7 Golden Globe nominations:
Best Picture, Musical or Comedy / Best Director / Best Screenplay / Best Actress, Musical or Comedy (Emma Stone) / Best Supporting Actor (Willem Dafoe) / Best Supporting Actor (Mark Ruffalo) / Best Score

At its heart, Poor Things is a Frankenstein tale, with the beautiful Bella (Emma Stone) its unlikely monster. Her creator is a surgeon named Godwin (Willem Dafoe), a gnarled, facially scarred recluse who she affectionately calls “God.” Kept cloistered within Godwin’s townhouse where only three people know she exists, Bella is a grown woman who speaks, moves, and reasons like a toddler. But her mind is expanding at an impressive rate, and before long she’s curious about things outside of her four-person household, like sexual partners and traveling the world. Enter Duncan (a riotous, mustachioed Mark Ruffalo), a rakish, hedonistic lawyer who promises to sweep her away to Lisbon and indulge her fantasies. Thus begins a strange and often funny coming-of-age odyssey, through which a rapidly more worldly Bella learns how much there is to being a woman, and how little there is to certain men.

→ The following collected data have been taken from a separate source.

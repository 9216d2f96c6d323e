//! Draw-argument finalize kernel and the procedural quad vertex program.
//!
//! The mesh buffer holds no vertices. The vertex program expands quad
//! `v / 6` into two triangles, corner `v % 6`:
//!
//! ```text
//!  (0,1) ●──────● (1,1)      corners: (0,0) (1,0) (1,1)
//!        │    ╱ │                     (0,0) (1,1) (0,1)
//!        │  ╱   │
//!  (0,0) ●──────● (1,0)      scaled by the quad size along (u, v)
//! ```

use glam::{IVec3, UVec3, Vec3, Vec4};

use super::layout::{DrawArgs, MeshHeader, PushConstants, QuadRecord, RegionHeader};
use super::{FINALIZE_KERNEL, QUAD_VERTEX};
use crate::constants::{column_to_voxel, voxel_to_column};
use crate::device::{ComputeKernel, GlobalMemory, VertexProgram, Workgroup};

pub const VERTICES_PER_QUAD: u32 = 6;

const CORNERS: [(u32, u32); VERTICES_PER_QUAD as usize] =
  [(0, 0), (1, 0), (1, 1), (0, 0), (1, 1), (0, 1)];

/// Clamps the face counter to the quad capacity and writes
/// `{quads * 6, 1, 0, 0}` to the region's draw arguments.
pub struct FinalizeKernel;

impl ComputeKernel for FinalizeKernel {
  fn name(&self) -> &str {
    FINALIZE_KERNEL
  }

  fn workgroup_size(&self) -> [u32; 3] {
    [1, 1, 1]
  }

  fn run(&self, wg: &mut Workgroup<'_>) {
    let pc: PushConstants = wg.push_constants();
    let memory = wg.memory();
    let region: RegionHeader = memory.read(pc.address(pc.region));

    wg.invocations(|_, _| {
      let header: MeshHeader = memory.read(pc.address(region.mesh));
      let quads = header.face_count.min(region.quad_capacity);
      let args = DrawArgs {
        vertex_count: quads * VERTICES_PER_QUAD,
        instance_count: 1,
        first_vertex: 0,
        first_instance: 0,
      };
      memory.write(pc.address(region.draw_args), &args);
    });
  }
}

/// World-space corner of `quad`'s face for vertex `corner` (0..6).
pub fn quad_corner(quad: &QuadRecord, world_origin: [i32; 3], corner: u32) -> Vec3 {
  let axis = quad.normal_axis();
  let [x, y, z] = quad.pos;
  let (u0, v0, depth) = voxel_to_column(axis, x, y, z);
  let (cu, cv) = CORNERS[(corner % VERTICES_PER_QUAD) as usize];
  // Positive faces sit on the far side of the voxel.
  let plane = if quad.is_negative() { depth } else { depth + 1 };
  let (px, py, pz) = column_to_voxel(
    axis,
    u0 + cu * quad.size[0],
    v0 + cv * quad.size[1],
    plane,
  );
  UVec3::new(px, py, pz).as_vec3() + IVec3::from_array(world_origin).as_vec3()
}

/// Expands quads into world-space positions (`w = 1`).
///
/// Push constants: `region` is the [`RegionHeader`].
pub struct QuadVertexProgram;

impl VertexProgram for QuadVertexProgram {
  fn name(&self) -> &str {
    QUAD_VERTEX
  }

  fn vertex(&self, memory: &GlobalMemory, push: &[u8], vertex_index: u32) -> Vec4 {
    let mut pc = PushConstants::default();
    let len = push.len().min(std::mem::size_of::<PushConstants>());
    bytemuck::bytes_of_mut(&mut pc)[..len].copy_from_slice(&push[..len]);

    let region: RegionHeader = memory.read(pc.address(pc.region));
    let slot = vertex_index / VERTICES_PER_QUAD;
    let quad: QuadRecord = memory.read(pc.address(region.quad_record(slot)));
    quad_corner(&quad, region.world_origin(), vertex_index % VERTICES_PER_QUAD).extend(1.0)
  }
}

#[cfg(test)]
#[path = "draw_test.rs"]
mod draw_test;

Peppered with a buffet of colorful characters, Poor Things would not be what it is without the virtuosic performance by Emma Stone at its center. Bella is a character who means a great deal to the actress – “I just love her so much,” she told a NY Times reporter, and that feeling is tangible. Indeed, any less brave or brazen a performance would likely sink amid the veritable firework display with which Lanthimos illustrates Bella’s story. His busy, swirling mise-en-scène makes cities like Lisbon, Paris, and Alexandria look as a child might dream them after leafing through a picture book. The artistry in this film – not to mention its unique combination of whimsy and sex positivity – may just land it in a special place in the annals of cinema. For adventurous cinema-goers, this is an awe-striking visual feast that satisfies the eyes, tantalizes the loins, and feeds the soul.